Harvey, with spiky, red-tinged hair and sporting a "The Who" T-shirt, would slip unnoticed through any fan gauntlet. But he is much more than a tech roadie. In this multimedia age, Harvey is someone Madonna would not want to miss the bus — or jumbo jet. With "Confessions" tour ticket prices that start at more than $100 — stage-hugging seats to Madonna's shows go for $350 — fans expect an experience more akin to a Broadway extravaganza than a pop singer strumming a guitar on a stage.
And in this video-everywhere world, where 9-year-olds are posting their own cinema verite on Web sites like YouTube, a performer, especially of Madonna's stature, who doesn't offer a seamless and sophisticated big-screen experience is like a singer out of tune.
"The audience expects a multimedia artist because they are multimedia consumers," said Tom Randolph, president of FrameFree, which makes digital imaging software used by bands, DJs and club owners. "The new bands, the indies, have to do it or else they won't stand out."
Video accompanies 21 of Madonna's 22-song concert and includes a montage of President Bush, Vice President Dick Cheney, Saddam Hussein and North Korean leader Kim Jong Il, a sketch of the New York skyline that appears to be drawn real-time as she sings "I Love New York," and a rider falling off a horse, referencing her 2005 accident.
Harvey's operation includes a nine-person crew, 22 hard drives, six digital video cameras and two miles of video cable. He manages images and video using Adobe Production Studio, a suite of software including Adobe's After Effects, Premiere Pro and Photoshop programs.
"It's the savior," Harvey said of the software. "Without it I'd be dead in the water. We would not be able to do our jobs."
The video setup for Madonna's shows was created during a 12-week development process, which included creating and selecting video produced by independent studios, choreographing the images with Madonna and her 22 dancers and last-minute "tweaks and twiddles." For each show, Harvey runs three identical versions of the video performance; should there be any glitch, he can switch to a backup in a mouse-click.
"There is no room for failure," he said. "The show has to go on."

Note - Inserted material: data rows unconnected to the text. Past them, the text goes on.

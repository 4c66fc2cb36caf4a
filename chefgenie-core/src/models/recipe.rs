use serde::{Deserialize, Serialize};
use std::fmt;

use super::ingredient::Ingredient;
use super::meal_type::MealType;
use super::nutrition::Nutrition;

/// A generated recipe placed on a specific day and meal of the plan.
///
/// `id` comes from the generation service and is only unique within the
/// batch that produced it.
#[derive(Debug, Clone, PartialEq, Serialize, Deserialize)]
#[serde(rename_all = "camelCase")]
pub struct Recipe {
    pub id: String,
    pub name: String,
    #[serde(default)]
    pub description: String,
    pub day: u32,
    pub meal_type: MealType,
    pub prep_time: String,
    pub cook_time: String,
    #[serde(default, skip_serializing_if = "Option::is_none")]
    pub nutrition: Option<Nutrition>,
    pub ingredients: Vec<Ingredient>,
    pub instructions: Vec<String>,
}

impl Recipe {
    pub fn new(id: impl Into<String>, name: impl Into<String>, day: u32, meal_type: MealType) -> Self {
        Self {
            id: id.into(),
            name: name.into(),
            description: String::new(),
            day,
            meal_type,
            prep_time: String::new(),
            cook_time: String::new(),
            nutrition: None,
            ingredients: Vec::new(),
            instructions: Vec::new(),
        }
    }

    pub fn with_description(mut self, description: impl Into<String>) -> Self {
        self.description = description.into();
        self
    }

    pub fn with_times(mut self, prep: impl Into<String>, cook: impl Into<String>) -> Self {
        self.prep_time = prep.into();
        self.cook_time = cook.into();
        self
    }

    pub fn with_ingredients(mut self, ingredients: Vec<Ingredient>) -> Self {
        self.ingredients = ingredients;
        self
    }

    pub fn with_instructions(mut self, instructions: Vec<String>) -> Self {
        self.instructions = instructions;
        self
    }

    /// Sort key placing recipes by day, then breakfast/lunch/dinner.
    pub fn plan_position(&self) -> (u32, u8) {
        (self.day, self.meal_type.rank())
    }
}

/// Orders a plan by ascending day, then meal rank. The sort is stable so
/// recipes sharing a slot keep their relative order.
pub fn sort_plan(recipes: &mut [Recipe]) {
    recipes.sort_by_key(Recipe::plan_position);
}

impl fmt::Display for Recipe {
    fn fmt(&self, f: &mut fmt::Formatter<'_>) -> fmt::Result {
        let title = format!("Day {} {}: {}", self.day, self.meal_type, self.name);
        writeln!(f, "{}", title)?;
        writeln!(f, "{}", "=".repeat(title.chars().count()))?;

        if !self.description.is_empty() {
            writeln!(f, "{}", self.description)?;
        }
        writeln!(f, "Prep: {}  Cook: {}", self.prep_time, self.cook_time)?;

        if let Some(nutrition) = &self.nutrition {
            writeln!(f, "Nutrition: {}", nutrition)?;
        }

        if !self.ingredients.is_empty() {
            writeln!(f, "\nIngredients:")?;
            for ingredient in &self.ingredients {
                writeln!(f, "  - {}", ingredient)?;
            }
        }

        if !self.instructions.is_empty() {
            writeln!(f, "\nInstructions:")?;
            for (i, step) in self.instructions.iter().enumerate() {
                writeln!(f, "  {}. {}", i + 1, step)?;
            }
        }

        Ok(())
    }
}

#[cfg(test)]
mod tests {
    use super::*;

    #[test]
    fn test_recipe_builder() {
        let recipe = Recipe::new("r1", "Shakshuka", 1, MealType::Breakfast)
            .with_description("Eggs poached in spiced tomato sauce")
            .with_times("10 mins", "20 mins")
            .with_ingredients(vec![Ingredient::new("Eggs", "4", "Dairy")])
            .with_instructions(vec!["Simmer sauce".into(), "Add eggs".into()]);

        assert_eq!(recipe.ingredients.len(), 1);
        assert_eq!(recipe.instructions.len(), 2);
        assert_eq!(recipe.prep_time, "10 mins");
    }

    #[test]
    fn test_sort_plan_orders_by_day_then_meal() {
        let mut plan = vec![
            Recipe::new("a", "Stew", 2, MealType::Dinner),
            Recipe::new("b", "Toast", 2, MealType::Breakfast),
            Recipe::new("c", "Soup", 1, MealType::Lunch),
            Recipe::new("d", "Curry", 1, MealType::Dinner),
        ];

        sort_plan(&mut plan);

        let ids: Vec<&str> = plan.iter().map(|r| r.id.as_str()).collect();
        assert_eq!(ids, vec!["c", "d", "b", "a"]);
    }

    #[test]
    fn test_description_and_nutrition_are_optional() {
        let json = r#"{
            "id": "x1",
            "name": "Tacos",
            "day": 3,
            "mealType": "Dinner",
            "prepTime": "15 mins",
            "cookTime": "10 mins",
            "ingredients": [],
            "instructions": ["Assemble"]
        }"#;

        let recipe: Recipe = serde_json::from_str(json).unwrap();
        assert!(recipe.description.is_empty());
        assert!(recipe.nutrition.is_none());
        assert_eq!(recipe.meal_type, MealType::Dinner);
    }

    #[test]
    fn test_missing_required_field_is_rejected() {
        let json = r#"{"id": "x1", "name": "Tacos", "day": 3}"#;
        assert!(serde_json::from_str::<Recipe>(json).is_err());
    }

    #[test]
    fn test_recipe_display() {
        let recipe = Recipe::new("r1", "Pancakes", 1, MealType::Breakfast)
            .with_times("5 mins", "15 mins")
            .with_ingredients(vec![Ingredient::new("Flour", "200 g", "Pantry")])
            .with_instructions(vec!["Whisk".into()]);

        let output = format!("{}", recipe);
        assert!(output.contains("Day 1 Breakfast: Pancakes"));
        assert!(output.contains("200 g Flour"));
        assert!(output.contains("1. Whisk"));
    }
}
//! Response schema sent with every generation request.
//!
//! Uses the OpenAPI subset accepted by `generationConfig.responseSchema`.

use serde_json::{json, Value};

use crate::models::{MealType, CATEGORIES};

fn ingredient_schema() -> Value {
    json!({
        "type": "OBJECT",
        "properties": {
            "name": { "type": "STRING" },
            "quantity": { "type": "STRING" },
            "category": {
                "type": "STRING",
                "description": format!("One of: {}", CATEGORIES.join(", "))
            }
        },
        "required": ["name", "quantity", "category"]
    })
}

fn nutrition_schema() -> Value {
    json!({
        "type": "OBJECT",
        "properties": {
            "calories": { "type": "STRING", "description": "e.g. 500 kcal" },
            "protein": { "type": "STRING", "description": "e.g. 25g" },
            "carbs": { "type": "STRING", "description": "e.g. 40g" },
            "fats": { "type": "STRING", "description": "e.g. 15g" }
        },
        "required": ["calories", "protein", "carbs", "fats"]
    })
}

fn recipe_schema() -> Value {
    let meal_types: Vec<&str> = MealType::ALL.iter().map(MealType::as_str).collect();
    json!({
        "type": "OBJECT",
        "properties": {
            "id": { "type": "STRING", "description": "A unique random string ID for this recipe" },
            "name": { "type": "STRING" },
            "description": { "type": "STRING", "description": "A short appetizing description" },
            "day": { "type": "INTEGER" },
            "mealType": { "type": "STRING", "enum": meal_types },
            "prepTime": { "type": "STRING", "description": "Preparation time (e.g., '15 mins')" },
            "cookTime": { "type": "STRING", "description": "Cooking time (e.g., '30 mins')" },
            "nutrition": nutrition_schema(),
            "ingredients": { "type": "ARRAY", "items": ingredient_schema() },
            "instructions": { "type": "ARRAY", "items": { "type": "STRING" } }
        },
        "required": [
            "id", "name", "day", "mealType", "ingredients",
            "instructions", "prepTime", "cookTime", "nutrition"
        ]
    })
}

/// `{ recipes: Recipe[] }`
pub fn meal_plan_schema() -> Value {
    json!({
        "type": "OBJECT",
        "properties": {
            "recipes": { "type": "ARRAY", "items": recipe_schema() }
        },
        "required": ["recipes"]
    })
}
//! Stage outcomes, run events, and the run report.

use crate::{
    MissingConfiguration, PageReference, PipelineRunId, PublishError, Stage, TicketReference,
    Timestamp,
};

// ---------------------------------------------------------------------------
// Publish outcome
// ---------------------------------------------------------------------------

/// Result of an optional publishing stage.
///
/// `Skipped` (feature disabled) and `Failed` (remote call failed) are kept
/// distinct so callers can decide independently how each affects exit status.
#[derive(Debug)]
pub enum PublishOutcome<T> {
    Published(T),
    Skipped(MissingConfiguration),
    Failed(PublishError),
}

impl<T> PublishOutcome<T> {
    /// The published reference, if any.
    pub fn reference(&self) -> Option<&T> {
        match self {
            PublishOutcome::Published(reference) => Some(reference),
            PublishOutcome::Skipped(_) | PublishOutcome::Failed(_) => None,
        }
    }

    /// Returns `true` if the remote call was attempted and failed.
    pub fn is_failed(&self) -> bool {
        matches!(self, PublishOutcome::Failed(_))
    }
}

// ---------------------------------------------------------------------------
// Run events
// ---------------------------------------------------------------------------

/// Progress notifications emitted by the executor, in stage order.
#[derive(Debug, Clone, PartialEq)]
pub enum RunEvent {
    StageStarted(Stage),
    ContextCollected { files: usize },
    SpecificationGenerated { summary: String },
    GenerationFailed { message: String },
    TicketPublished { key: String },
    TicketSkipped { reason: String },
    TicketFailed { message: String },
    PagePublished { id: String, title: String },
    PageSkipped { reason: String },
    PageFailed { message: String },
    Finished,
}

/// Receives [`RunEvent`]s as the run progresses.
pub trait RunObserver: Send + Sync {
    fn on_event(&self, event: &RunEvent);
}

/// Observer that discards every event.
#[derive(Debug, Clone, Copy, Default)]
pub struct NoopObserver;

impl RunObserver for NoopObserver {
    fn on_event(&self, _event: &RunEvent) {}
}

// ---------------------------------------------------------------------------
// Run report
// ---------------------------------------------------------------------------

/// Summary of a run that reached [`Stage::Done`].
#[derive(Debug)]
pub struct RunReport {
    pub run_id: PipelineRunId,
    pub started_at: Timestamp,
    pub finished_at: Timestamp,
    /// Number of files in the collected context.
    pub context_files: usize,
    /// Summary line of the generated specification.
    pub summary: String,
    pub ticket: PublishOutcome<TicketReference>,
    pub page: PublishOutcome<PageReference>,
}

impl RunReport {
    /// Returns `true` if either publishing stage attempted a call and failed.
    pub fn has_publish_failure(&self) -> bool {
        self.ticket.is_failed() || self.page.is_failed()
    }
}
//! Command-line and environment configuration surface.
//!
//! Every option has an environment fallback so the binary can run unchanged
//! inside a CI workflow that exports the issue and service settings.

use std::path::PathBuf;

use clap::Parser;
use pipeline::{
    IssueNumber, IssueRequest, MissingConfiguration, ModelConfig, TrackerSettings, WikiSettings,
};
use secrecy::SecretString;

#[derive(Debug, Parser)]
#[command(name = "issue-scribe")]
#[command(version = env!("CARGO_PKG_VERSION"))]
#[command(about = "Turn an issue into a tracker ticket and a wiki design page", long_about = None)]
pub struct Cli {
    /// Number of the triggering issue
    #[arg(long, env = "ISSUE_NUMBER")]
    pub issue_number: u64,

    /// Title of the triggering issue
    #[arg(long, env = "ISSUE_TITLE", default_value = "")]
    pub issue_title: String,

    /// Body of the triggering issue
    #[arg(long, env = "ISSUE_BODY", default_value = "")]
    pub issue_body: String,

    /// Directory scanned for source context
    #[arg(long, env = "SOURCE_ROOT", default_value = sources::DEFAULT_SCAN_ROOT)]
    pub source_root: PathBuf,

    /// File extension to collect (repeatable; defaults to common source languages)
    #[arg(long = "extension", value_name = "EXT")]
    pub extensions: Vec<String>,

    /// Language-model service credential
    #[arg(long, env = "OPENAI_API_KEY", hide_env_values = true)]
    pub openai_api_key: String,

    /// Model identifier
    #[arg(long, env = "OPENAI_MODEL")]
    pub openai_model: Option<String>,

    /// Language-model service base URL
    #[arg(long, env = "OPENAI_BASE_URL")]
    pub openai_base_url: Option<String>,

    /// Issue tracker base URL
    #[arg(long, env = "JIRA_URL")]
    pub jira_url: Option<String>,

    /// Issue tracker account
    #[arg(long, env = "JIRA_EMAIL")]
    pub jira_email: Option<String>,

    /// Issue tracker access token
    #[arg(long, env = "JIRA_API_TOKEN", hide_env_values = true)]
    pub jira_api_token: Option<String>,

    /// Issue tracker project key
    #[arg(long, env = "JIRA_PROJECT_KEY")]
    pub jira_project_key: Option<String>,

    /// Wiki base URL
    #[arg(long, env = "CONFLUENCE_URL")]
    pub confluence_url: Option<String>,

    /// Wiki account
    #[arg(long, env = "CONFLUENCE_EMAIL")]
    pub confluence_email: Option<String>,

    /// Wiki access token
    #[arg(long, env = "CONFLUENCE_API_TOKEN", hide_env_values = true)]
    pub confluence_api_token: Option<String>,

    /// Wiki space key
    #[arg(long, env = "CONFLUENCE_SPACE_KEY")]
    pub confluence_space_key: Option<String>,

    /// Exit with status 3 when a configured publisher failed
    #[arg(long)]
    pub strict: bool,

    /// Emit JSON-formatted log lines
    #[arg(long)]
    pub log_json: bool,

    /// OTLP collector endpoint for trace export
    #[arg(long, env = "OTEL_EXPORTER_OTLP_ENDPOINT")]
    pub otlp_endpoint: Option<String>,
}

fn secret(value: &Option<String>) -> Option<SecretString> {
    value.clone().map(SecretString::from)
}

impl Cli {
    pub fn issue(&self) -> IssueRequest {
        IssueRequest {
            id: IssueNumber::new(self.issue_number),
            title: self.issue_title.clone(),
            body: self.issue_body.clone(),
        }
    }

    pub fn model_config(&self) -> Result<ModelConfig, MissingConfiguration> {
        ModelConfig::new(
            Some(SecretString::from(self.openai_api_key.clone())),
            self.openai_model.clone(),
            self.openai_base_url.clone(),
        )
    }

    pub fn tracker_settings(&self) -> TrackerSettings {
        TrackerSettings {
            base_url: self.jira_url.clone(),
            identity: self.jira_email.clone(),
            credential: secret(&self.jira_api_token),
            project_key: self.jira_project_key.clone(),
        }
    }

    pub fn wiki_settings(&self) -> WikiSettings {
        WikiSettings {
            base_url: self.confluence_url.clone(),
            identity: self.confluence_email.clone(),
            credential: secret(&self.confluence_api_token),
            space_key: self.confluence_space_key.clone(),
        }
    }
}
//! Error types for the issue-scribe pipeline domain.
//!
//! [`PipelineError`] covers conditions that abort the run. Component-level
//! errors ([`LlmError`], [`PublishError`]) are produced by infrastructure
//! adapters behind the port traits and are classified here so the
//! orchestration layer can decide whether they are fatal.

use thiserror::Error;

use crate::MissingConfiguration;

// ---------------------------------------------------------------------------
// Component errors
// ---------------------------------------------------------------------------

/// Failure of a call to the language-model service.
#[derive(Debug, Error)]
pub enum LlmError {
    /// The request did not complete within the configured timeout.
    #[error("model request timed out")]
    Timeout,

    /// The request could not be sent or the response could not be read.
    #[error("model request failed: {0}")]
    Transport(String),

    /// The service answered with a non-2xx status.
    #[error("model service returned HTTP {status}: {body}")]
    Status {
        /// HTTP status code.
        status: u16,
        /// Response body, as far as it could be read.
        body: String,
    },

    /// The response envelope did not contain a completion.
    #[error("malformed model response: {0}")]
    MalformedResponse(String),
}

/// Failure of a call to the issue tracker or the wiki.
///
/// Never fatal: the publishing stages fold every variant into a
/// [`crate::PublishOutcome::Failed`] and the run continues.
#[derive(Debug, Error)]
pub enum PublishError {
    /// The request did not complete within the configured timeout.
    #[error("request timed out")]
    Timeout,

    /// The request could not be sent or the response could not be read.
    #[error("request failed: {0}")]
    Transport(String),

    /// The service answered with a non-2xx status.
    #[error("HTTP {status}: {body}")]
    Status {
        /// HTTP status code.
        status: u16,
        /// Response body, as far as it could be read.
        body: String,
    },

    /// The service answered 2xx but the body lacked the expected identifier.
    #[error("malformed response: {0}")]
    MalformedResponse(String),
}

// ---------------------------------------------------------------------------
// Stage errors
// ---------------------------------------------------------------------------

/// Failure of the specification generation stage. Always fatal.
#[derive(Debug, Error)]
pub enum GenerationError {
    /// The model call itself failed.
    #[error(transparent)]
    Model(#[from] LlmError),

    /// The model replied, but not with a complete specification object.
    #[error("model reply is not a valid specification: {0}")]
    InvalidSpecification(#[from] serde_json::Error),
}

// ---------------------------------------------------------------------------
// Pipeline-level errors
// ---------------------------------------------------------------------------

/// Errors that abort the run with a non-zero exit status.
#[derive(Debug, Error)]
pub enum PipelineError {
    /// The specification could not be generated.
    #[error("specification generation failed: {0}")]
    Generation(#[from] GenerationError),

    /// Required configuration is absent (the model credential).
    #[error("configuration error: {0}")]
    Configuration(MissingConfiguration),
}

Harvey, who once did TV and corporate production work, became a video rocker 10 years ago, a time when most of what he did was beam performers' images on giant screens at large venues.
"Ten years ago, we were very limited by the technology available to us," he recalled. "Digital was very, very expensive. You couldn't really take it on the road. Most of the playback was controlled by VCR machines and laser disc machines."
Harvey, whose business is called Short & Spikey (www.shortandspikey.com), has since worked with numerous pop artists, including Cher, Paul McCartney, Pink and Elton John.
Madonna's journey to the stage is like a trip to the office: She's all business.
"The lady is a perfectionist," he said. "She works 110 percent, and that's what she expects from all of her people."
Shortly before showtime, Madonna, sporting her trademark designer track suit, dropped by the video crew. "She said 'hi' to everybody and 'Have a good show.' We were all quite shocked," said Harvey, who noted the queen of pop tends to keep to herself. "It was lovely to hear."
All artists, though, have one thing in common: They want control, and can sometimes have an uneasy relationship with technology, approaching streaming images to a Web site or mobile phone very cautiously.
"They are normally pretty outspoken about what they want — and don't want," said Harvey, who likes to fiddle with different video effects, sometimes to the chagrin of the pop stars.
He has been told, "If you ever show that again, you are going to die — or something unprintable," he added. "Some days you have to step over the line to be told never to do that again. That's part of being creative."